• _TASK DETAILS_
From the data below, restate every line word for word.

• _TASK INPUT_
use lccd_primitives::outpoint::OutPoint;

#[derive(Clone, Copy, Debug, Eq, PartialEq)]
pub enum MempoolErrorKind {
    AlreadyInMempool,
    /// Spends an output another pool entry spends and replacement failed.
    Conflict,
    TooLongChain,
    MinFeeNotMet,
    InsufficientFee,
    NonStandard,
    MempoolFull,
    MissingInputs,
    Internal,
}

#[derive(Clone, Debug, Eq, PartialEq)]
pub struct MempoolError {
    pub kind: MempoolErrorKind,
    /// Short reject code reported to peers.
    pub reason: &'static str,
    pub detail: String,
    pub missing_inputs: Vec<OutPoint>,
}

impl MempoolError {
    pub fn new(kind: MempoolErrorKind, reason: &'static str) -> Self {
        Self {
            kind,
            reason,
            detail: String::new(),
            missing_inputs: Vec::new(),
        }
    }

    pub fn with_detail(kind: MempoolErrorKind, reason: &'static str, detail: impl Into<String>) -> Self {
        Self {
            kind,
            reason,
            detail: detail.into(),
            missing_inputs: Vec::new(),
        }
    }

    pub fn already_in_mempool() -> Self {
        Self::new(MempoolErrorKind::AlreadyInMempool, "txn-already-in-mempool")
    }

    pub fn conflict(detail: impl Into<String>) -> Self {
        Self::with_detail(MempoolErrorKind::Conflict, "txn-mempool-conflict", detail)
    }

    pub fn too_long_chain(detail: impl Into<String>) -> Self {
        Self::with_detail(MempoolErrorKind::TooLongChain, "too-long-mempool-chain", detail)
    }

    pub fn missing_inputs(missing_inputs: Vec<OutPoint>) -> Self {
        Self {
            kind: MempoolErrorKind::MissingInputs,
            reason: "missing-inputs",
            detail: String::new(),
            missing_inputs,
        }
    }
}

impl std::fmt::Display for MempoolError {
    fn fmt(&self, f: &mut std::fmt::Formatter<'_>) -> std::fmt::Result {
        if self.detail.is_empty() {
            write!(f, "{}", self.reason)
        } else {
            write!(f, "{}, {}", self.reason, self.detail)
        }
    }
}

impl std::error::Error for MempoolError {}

• _RESULT_
use lccd_primitives::outpoint::OutPoint;

#[derive(Clone, Copy, Debug, Eq, PartialEq)]
pub enum MempoolErrorKind {
    AlreadyInMempool,
    /// Spends an output another pool entry spends and replacement failed.
    Conflict,
    TooLongChain,
    MinFeeNotMet,
    InsufficientFee,
    NonStandard,
    MempoolFull,
    MissingInputs,
    Internal,
}

#[derive(Clone, Debug, Eq, PartialEq)]
pub struct MempoolError {
    pub kind: MempoolErrorKind,
    /// Short reject code reported to peers.
    pub reason: &'static str,
    pub detail: String,
    pub missing_inputs: Vec<OutPoint>,
}

impl MempoolError {
    pub fn new(kind: MempoolErrorKind, reason: &'static str) -> Self {
        Self {
            kind,
            reason,
            detail: String::new(),
            missing_inputs: Vec::new(),
        }
    }

    pub fn with_detail(kind: MempoolErrorKind, reason: &'static str, detail: impl Into<String>) -> Self {
        Self {
            kind,
            reason,
            detail: detail.into(),
            missing_inputs: Vec::new(),
        }
    }

    pub fn already_in_mempool() -> Self {
        Self::new(MempoolErrorKind::AlreadyInMempool, "txn-already-in-mempool")
    }

    pub fn conflict(detail: impl Into<String>) -> Self {
        Self::with_detail(MempoolErrorKind::Conflict, "txn-mempool-conflict", detail)
    }

    pub fn too_long_chain(detail: impl Into<String>) -> Self {
        Self::with_detail(MempoolErrorKind::TooLongChain, "too-long-mempool-chain", detail)
    }

    pub fn missing_inputs(missing_inputs: Vec<OutPoint>) -> Self {
        Self {
            kind: MempoolErrorKind::MissingInputs,
            reason: "missing-inputs",
            detail: String::new(),
            missing_inputs,
        }
    }
}

impl std::fmt::Display for MempoolError {
    fn fmt(&self, f: &mut std::fmt::Formatter<'_>) -> std::fmt::Result {
        if self.detail.is_empty() {
            write!(f, "{}", self.reason)
        } else {
            write!(f, "{}, {}", self.reason, self.detail)
        }
    }
}

impl std::error::Error for MempoolError {}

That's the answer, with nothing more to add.